[RECORDS SUPPLIED Boundary: Start]

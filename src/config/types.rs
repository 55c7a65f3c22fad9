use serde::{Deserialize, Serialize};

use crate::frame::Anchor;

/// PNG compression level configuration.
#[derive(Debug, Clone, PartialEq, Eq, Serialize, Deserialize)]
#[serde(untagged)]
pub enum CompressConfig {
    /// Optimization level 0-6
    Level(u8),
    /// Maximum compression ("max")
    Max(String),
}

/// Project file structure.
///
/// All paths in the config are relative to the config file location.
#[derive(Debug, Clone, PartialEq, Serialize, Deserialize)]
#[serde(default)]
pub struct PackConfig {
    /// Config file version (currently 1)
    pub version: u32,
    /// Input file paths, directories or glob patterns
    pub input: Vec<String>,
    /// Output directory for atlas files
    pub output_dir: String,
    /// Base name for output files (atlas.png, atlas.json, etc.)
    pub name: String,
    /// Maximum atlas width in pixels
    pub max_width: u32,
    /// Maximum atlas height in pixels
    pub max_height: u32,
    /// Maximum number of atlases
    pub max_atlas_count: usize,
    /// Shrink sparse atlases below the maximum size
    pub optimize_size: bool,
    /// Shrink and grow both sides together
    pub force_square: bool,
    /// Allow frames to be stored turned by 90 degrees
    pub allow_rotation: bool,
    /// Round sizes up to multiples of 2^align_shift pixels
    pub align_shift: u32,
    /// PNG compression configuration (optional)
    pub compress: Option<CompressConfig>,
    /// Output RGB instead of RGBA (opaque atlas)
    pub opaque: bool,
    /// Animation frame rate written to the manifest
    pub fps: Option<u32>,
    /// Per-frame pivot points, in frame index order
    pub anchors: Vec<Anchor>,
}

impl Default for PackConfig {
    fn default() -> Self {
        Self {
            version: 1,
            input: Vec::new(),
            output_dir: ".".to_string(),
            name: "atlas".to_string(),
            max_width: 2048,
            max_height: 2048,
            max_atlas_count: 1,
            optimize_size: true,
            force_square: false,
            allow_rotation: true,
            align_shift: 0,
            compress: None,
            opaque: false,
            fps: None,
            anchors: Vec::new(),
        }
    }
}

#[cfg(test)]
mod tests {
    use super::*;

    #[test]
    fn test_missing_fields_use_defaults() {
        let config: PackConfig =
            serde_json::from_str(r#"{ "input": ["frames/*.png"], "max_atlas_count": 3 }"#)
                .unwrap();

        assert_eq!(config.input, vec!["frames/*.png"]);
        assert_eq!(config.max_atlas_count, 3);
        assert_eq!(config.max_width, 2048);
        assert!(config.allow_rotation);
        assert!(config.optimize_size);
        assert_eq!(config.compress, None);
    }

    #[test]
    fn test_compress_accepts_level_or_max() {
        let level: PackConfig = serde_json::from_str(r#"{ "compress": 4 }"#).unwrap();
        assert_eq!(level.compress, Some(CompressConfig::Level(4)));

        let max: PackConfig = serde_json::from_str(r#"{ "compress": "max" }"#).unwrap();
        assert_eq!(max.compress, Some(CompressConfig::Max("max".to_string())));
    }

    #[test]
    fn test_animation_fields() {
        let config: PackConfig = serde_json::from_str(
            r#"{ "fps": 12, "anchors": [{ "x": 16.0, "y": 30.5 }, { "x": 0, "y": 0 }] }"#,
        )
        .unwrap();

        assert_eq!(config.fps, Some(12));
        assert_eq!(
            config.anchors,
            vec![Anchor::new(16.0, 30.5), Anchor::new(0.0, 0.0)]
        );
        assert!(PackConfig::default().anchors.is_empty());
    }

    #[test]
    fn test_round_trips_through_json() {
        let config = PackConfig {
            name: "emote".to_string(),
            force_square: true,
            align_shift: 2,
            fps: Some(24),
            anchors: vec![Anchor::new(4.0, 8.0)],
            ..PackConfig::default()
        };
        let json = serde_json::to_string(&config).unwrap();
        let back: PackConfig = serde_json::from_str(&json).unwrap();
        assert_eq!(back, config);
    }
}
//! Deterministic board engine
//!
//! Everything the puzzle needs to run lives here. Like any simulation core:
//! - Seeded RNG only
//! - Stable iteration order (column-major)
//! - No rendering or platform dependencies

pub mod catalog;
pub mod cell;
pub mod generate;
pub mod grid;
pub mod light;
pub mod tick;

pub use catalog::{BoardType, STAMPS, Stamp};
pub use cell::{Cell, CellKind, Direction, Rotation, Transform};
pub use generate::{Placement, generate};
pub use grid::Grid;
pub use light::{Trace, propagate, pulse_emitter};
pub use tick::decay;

[RECORDS SUPPLIED Boundary: End]
[RECORDS SUPPLIED Boundary: Start]

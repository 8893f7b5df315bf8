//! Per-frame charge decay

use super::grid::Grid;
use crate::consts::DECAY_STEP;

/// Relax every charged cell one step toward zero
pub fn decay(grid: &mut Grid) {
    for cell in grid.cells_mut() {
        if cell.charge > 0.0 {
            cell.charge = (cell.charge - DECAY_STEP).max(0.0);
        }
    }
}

[RECORDS SUPPLIED Boundary: End]

- WORK TO COMPLETE: Counting only lines that contain "crate", say how many there are in the material above, and add nothing.

- ANSWER TO THIS PROBLEM: 2